I am looking for a travel system for a newborn. I want the infant carseat with the clip in base that also clips into the base of the stroller and hasthe stroller.

If anyone knows of one that additionally has a nice fabric and possibly even a solid color that would be a bonus.

But mostly I am looking for one that is convenient and easy to use as well as safe.
Thanks


----------



## MsVyky (May 29, 2009)

I'd go for a Graco- it includes the Snugride infant seat as well as the base and stroller, and you can get them in every imaginable colour and pattern.
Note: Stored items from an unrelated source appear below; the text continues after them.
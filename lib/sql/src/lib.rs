pub mod error;
pub mod sqlite;
pub mod traits;

pub use error::SqlError;
pub use sqlite::SqliteStore;
pub use traits::{Row, SqlStore, Value};
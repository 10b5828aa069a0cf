//! Request and response types exchanged with a wallet service.

use serde::{Deserialize, Serialize};
use std::fmt;

use keylog_core::TxId;

/// A wallet address.
#[derive(Debug, Clone, PartialEq, Eq, Hash, Serialize, Deserialize)]
pub struct Address(pub String);

impl Address {
    pub fn new(address: impl Into<String>) -> Self {
        Self(address.into())
    }

    pub fn as_str(&self) -> &str {
        &self.0
    }
}

impl fmt::Display for Address {
    fn fmt(&self, f: &mut fmt::Formatter<'_>) -> fmt::Result {
        f.write_str(&self.0)
    }
}

/// A secret used to unlock the wallet. Never printed.
#[derive(Clone, PartialEq, Eq, Hash, Deserialize)]
pub struct Credential(String);

impl Credential {
    pub fn new(secret: impl Into<String>) -> Self {
        Self(secret.into())
    }

    pub fn expose(&self) -> &str {
        &self.0
    }
}

impl fmt::Debug for Credential {
    fn fmt(&self, f: &mut fmt::Formatter<'_>) -> fmt::Result {
        f.write_str("Credential([REDACTED])")
    }
}

/// Token returned by a successful unlock, required to send transactions.
#[derive(Clone, PartialEq, Eq, Hash, Serialize, Deserialize)]
pub struct AuthToken(pub String);

impl AuthToken {
    /// Generate a random 128-bit token.
    pub fn random() -> Self {
        use rand::Rng;
        let bytes: [u8; 16] = rand::thread_rng().gen();
        Self(hex::encode(bytes))
    }
}

impl fmt::Debug for AuthToken {
    fn fmt(&self, f: &mut fmt::Formatter<'_>) -> fmt::Result {
        let prefix = self.0.get(..6).unwrap_or(&self.0);
        write!(f, "AuthToken({prefix}..)")
    }
}

/// Balance held by an address.
#[derive(Debug, Clone, PartialEq, Eq, Serialize, Deserialize)]
pub struct Balance {
    pub address: Address,
    pub amount: u64,
}

/// Acknowledgement of a broadcast transaction.
#[derive(Debug, Clone, PartialEq, Eq, Serialize, Deserialize)]
pub struct TxReceipt {
    /// Transaction hash (the chain's canonical id).
    pub tx_hash: TxId,
    /// Number of records in the broadcast chain.
    pub record_count: usize,
}

#[cfg(test)]
mod tests {
    use super::*;

    #[test]
    fn test_credential_debug_redacted() {
        let cred = Credential::new("hunter2");
        assert_eq!(format!("{:?}", cred), "Credential([REDACTED])");
        assert_eq!(cred.expose(), "hunter2");
    }

    #[test]
    fn test_auth_token_random() {
        let a = AuthToken::random();
        let b = AuthToken::random();
        assert_ne!(a, b);
        assert_eq!(a.0.len(), 32);
        assert!(format!("{:?}", a).ends_with("..)"));
    }
}
//! Error types for the hot wallet.

use keylog_core::{ChainRejected, CoreError, WizardError};
use keylog_transport::TransportError;
use thiserror::Error;

/// Errors that can occur while building and broadcasting a transaction.
#[derive(Debug, Error)]
pub enum WalletError {
    /// The chain broke one or more key-log rules.
    #[error("{0}")]
    ChainRejected(#[from] ChainRejected),

    /// Record 2 requires a continuation record but none was filled in.
    #[error("record 2 requires a continuation record, but record 3 is blank")]
    MissingContinuation,

    /// Wallet service error (unlock, broadcast, balance).
    #[error("transport error: {0}")]
    Transport(#[from] TransportError),

    /// Wizard used out of order.
    #[error("wizard error: {0}")]
    Wizard(#[from] WizardError),

    /// Chain encoding error.
    #[error("core error: {0}")]
    Core(#[from] CoreError),
}

/// Result type for wallet operations.
pub type Result<T> = std::result::Result<T, WalletError>;
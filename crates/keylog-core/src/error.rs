//! Error types for the Keylog core.

use thiserror::Error;

use crate::validation::ChainValidationViolation;
use crate::wizard::WizardStep;

/// Core errors that can occur while encoding or decoding chains.
#[derive(Debug, Error)]
pub enum CoreError {
    #[error("encoding error: {0}")]
    EncodingError(String),

    #[error("decoding error: {0}")]
    DecodingError(String),

    #[error("invalid transaction id: {0}")]
    InvalidTxId(#[from] hex::FromHexError),
}

/// A chain that failed one or more key-log checks.
///
/// Carries every violation found in a single pass, in check order.
#[derive(Debug, Clone, PartialEq, Eq, Error)]
#[error("chain violates {} key-log rule(s): {}", .violations.len(), join_violations(.violations))]
pub struct ChainRejected {
    pub violations: Vec<ChainValidationViolation>,
}

fn join_violations(violations: &[ChainValidationViolation]) -> String {
    violations
        .iter()
        .map(ToString::to_string)
        .collect::<Vec<_>>()
        .join(" | ")
}

/// Errors raised by a rotation source.
#[derive(Debug, Error)]
pub enum RotationError {
    /// Rotation indices are 1-based.
    #[error("invalid rotation index: {0}")]
    InvalidIndex(u32),

    #[error("rotation source unavailable: {0}")]
    SourceUnavailable(String),
}

/// Errors raised by the record wizard.
#[derive(Debug, Error)]
pub enum WizardError {
    #[error("cannot {action} from step {from:?}")]
    InvalidTransition {
        from: WizardStep,
        action: &'static str,
    },

    /// Record 3 is only editable while record 2 triggers continuation.
    #[error("record 3 is not required for the current record 2")]
    ContinuationNotRequired,

    #[error("rotation error: {0}")]
    Rotation(#[from] RotationError),
}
(I bought mine separately, though and bout the smeller, more compact stroller.. not that we often use it)


----------



## lunita1 (May 12, 2008)

I've never had a travel system, and I don't really want one, since I usually sling my babies. If you really want a stroller to hold a car seat, consider one of the universal frame things, so you can chose the infant car seat based on its own merits. In just casual observation, I've noticed that many of the graco travel systems (the more affordable ones) come with the version of the snugride with the rear-adjust harness. You should really try to get one that adjusts in the front. The rear-adjust version seems nearly impossible to use correctly. It was enough of a PITA to use in the store that I was quickly convinced that I wouldn't be able to consistently tighten it correctly. As for the Graco strollers, well, I had one that I liked while it lasted. I was very disappointed in its durability though. When my oldest was about three, we came home from the park one day and it literally fell apart in my driveway. It was almost cartoonish the way bolts popped out here and there and then it slowly started collapsing underneath my daughter! Better strollers easily make it through multiple kids. We have a Maclaren Volo that I bought at a thrift store that still has lots of life left in it. It fits my needs perfectly, since I don't really use strollers until my kids are big enough to not really need a fully reclining model and with multiple kids and all of their gear, I don't have room for a stroller that takes up lots of space and weighs a ton.

Babies R US has the Bertini travel system on sale right now ($60 off), and it includes the Safety First Onboard 35, which seems like a really nice car seat that will last your baby a long time before it is outgrown. I don't know anything about the stroller part of the system, though.


----------



## Ruthie's momma (May 2, 2008)

I don't care for most travel systems.









Instead, I prefer to select the best infant car seat for my situation. That is, one that fits the child and car well. And, then I select the best car seat adaptable stroller. Sometimes, you can select a great stroller for use after the infant car seat stage.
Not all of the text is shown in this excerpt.